Collected data:
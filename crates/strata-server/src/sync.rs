//! Strata Anti-Entropy Sync
//!
//! Bulk state transfer for joining nodes. A starting replica asks each
//! seeded peer for its full state (key-value map, vector clock, shard map)
//! and replaces its own wholesale; when no peer answers it initializes an
//! empty clock and, in sharded mode, runs the distribution itself. The
//! payload nests the three parts as JSON-encoded strings.
//!
//! @version 0.1.0
//! @author AutomataNexus Development Team

use crate::state::AppState;
use serde::{Deserialize, Serialize};
use std::collections::HashMap;
use std::time::Duration;
use strata_common::{ReplicaId, Result, StoredValue, StrataError};
use strata_replication::{ShardMap, VectorClock};

/// Per-peer timeout while looking for a sync source.
pub const SYNC_TIMEOUT: Duration = Duration::from_secs(1);

// =============================================================================
// Sync Payload
// =============================================================================

/// One atomic state transfer: key-value map, vector clock, and shard map.
#[derive(Debug, Clone, Serialize, Deserialize)]
pub struct SyncPayload {
    #[serde(rename = "kvsCopy")]
    pub kvs: String,
    #[serde(rename = "vectorClock")]
    pub vector_clock: String,
    #[serde(rename = "shard")]
    pub shards: String,
}

impl SyncPayload {
    /// Capture this node's current state.
    pub fn capture(state: &AppState) -> Result<Self> {
        let (snapshot, vector_clock) = {
            let engine = state.engine.lock();
            (engine.snapshot(), engine.metadata())
        };
        let kvs = serde_json::to_string(&snapshot)
            .map_err(|e| StrataError::Serialization(e.to_string()))?;
        let shards = serde_json::to_string(&state.placement.read().shards)
            .map_err(|e| StrataError::Serialization(e.to_string()))?;

        Ok(Self {
            kvs,
            vector_clock,
            shards,
        })
    }

    /// Replace the local state with this payload.
    pub fn apply(self, state: &AppState) -> Result<()> {
        let entries: HashMap<String, StoredValue> = serde_json::from_str(&self.kvs)
            .map_err(|e| StrataError::Serialization(e.to_string()))?;
        let clock = VectorClock::from_metadata(&self.vector_clock)?;
        let shards: ShardMap = serde_json::from_str(&self.shards)
            .map_err(|e| StrataError::Serialization(e.to_string()))?;

        state.engine.lock().replace_state(clock, entries);
        state.install_placement(shards);
        Ok(())
    }
}

// =============================================================================
// Bootstrap
// =============================================================================

/// Catch up with the cluster on startup. Tries each seeded peer for a sync
/// snapshot; falls back to a fresh empty state with self-run distribution.
pub async fn bootstrap(state: &AppState) {
    let client = reqwest::Client::new();

    for peer in state.view.peers() {
        match fetch_from(&client, &peer).await {
            Ok(payload) => match payload.apply(state) {
                Ok(()) => {
                    tracing::info!(replica = %peer, "synchronized with cluster");
                    return;
                }
                Err(err) => {
                    tracing::warn!(replica = %peer, error = %err, "sync payload rejected");
                }
            },
            Err(err) => {
                tracing::debug!(replica = %peer, error = %err, "sync source unavailable");
            }
        }
    }

    // No peer answered: start fresh.
    tracing::info!("no sync source available, initializing empty state");
    if let Some(shard_count) = state.config.shard_count {
        let map = ShardMap::distribute(shard_count, &state.view.snapshot());
        if ShardMap::ensure_fault_tolerance(shard_count, state.view.len()).is_err() {
            tracing::warn!(
                shard_count,
                nodes = state.view.len(),
                "initial distribution leaves shards under-replicated"
            );
        }
        state.install_placement(map);
    }
}

async fn fetch_from(client: &reqwest::Client, peer: &ReplicaId) -> Result<SyncPayload> {
    let url = format!("http://{}/sync", peer);
    let response = client
        .get(&url)
        .timeout(SYNC_TIMEOUT)
        .send()
        .await
        .map_err(|e| StrataError::Transport(e.to_string()))?;

    if !response.status().is_success() {
        return Err(StrataError::Transport(format!(
            "sync source {} answered {}",
            peer,
            response.status()
        )));
    }

    response
        .json::<SyncPayload>()
        .await
        .map_err(|e| StrataError::Serialization(e.to_string()))
}

// =============================================================================
// Tests
// =============================================================================

#[cfg(test)]
mod tests {
    use super::*;
    use serde_json::json;
    use strata_common::NodeConfig;

    fn state() -> AppState {
        let config = NodeConfig::new(
            "n0:8090".to_string(),
            "n0:8090,n1:8090,n2:8090,n3:8090",
            Some(2),
        )
        .unwrap();
        AppState::new(config)
    }

    #[test]
    fn test_capture_apply_round_trip() {
        let source = state();
        {
            let mut engine = source.engine.lock();
            engine
                .client_put("a", StoredValue::new(json!(1), "int"), &VectorClock::new())
                .unwrap();
        }
        source.install_placement(ShardMap::distribute(2, &source.view.snapshot()));

        let payload = SyncPayload::capture(&source).unwrap();

        let joiner = state();
        payload.apply(&joiner).unwrap();

        let engine = joiner.engine.lock();
        assert_eq!(engine.key_count(), 1);
        assert_eq!(engine.metadata(), source.engine.lock().metadata());
        drop(engine);
        assert_eq!(joiner.placement.read().shards.len(), 2);
        assert_eq!(joiner.my_shard(), source.my_shard());
    }

    #[test]
    fn test_payload_wire_field_names() {
        let source = state();
        let payload = SyncPayload::capture(&source).unwrap();
        let encoded = serde_json::to_string(&payload).unwrap();

        assert!(encoded.contains("\"kvsCopy\""));
        assert!(encoded.contains("\"vectorClock\""));
        assert!(encoded.contains("\"shard\""));
    }

    #[test]
    fn test_apply_rejects_garbage() {
        let payload = SyncPayload {
            kvs: "not json".to_string(),
            vector_clock: String::new(),
            shards: "{}".to_string(),
        };
        assert!(payload.apply(&state()).is_err());
    }

    #[tokio::test]
    async fn test_bootstrap_falls_back_to_distribution() {
        let state = state();
        // No peers are reachable in tests, so bootstrap must self-distribute.
        bootstrap(&state).await;

        assert_eq!(state.placement.read().shards.len(), 2);
        assert!(state.my_shard().is_some());
    }
}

● WHAT THE TASK REQUIRES:
Find the word "shards" in the entries and show each line where it is found.

● RESULT BELOW:
    pub shards: String,
        let shards = serde_json::to_string(&state.placement.read().shards)
            shards,
        let shards: ShardMap = serde_json::from_str(&self.shards)
        state.install_placement(shards);
                "initial distribution leaves shards under-replicated"
        assert_eq!(joiner.placement.read().shards.len(), 2);
            shards: "{}".to_string(),
        assert_eq!(state.placement.read().shards.len(), 2);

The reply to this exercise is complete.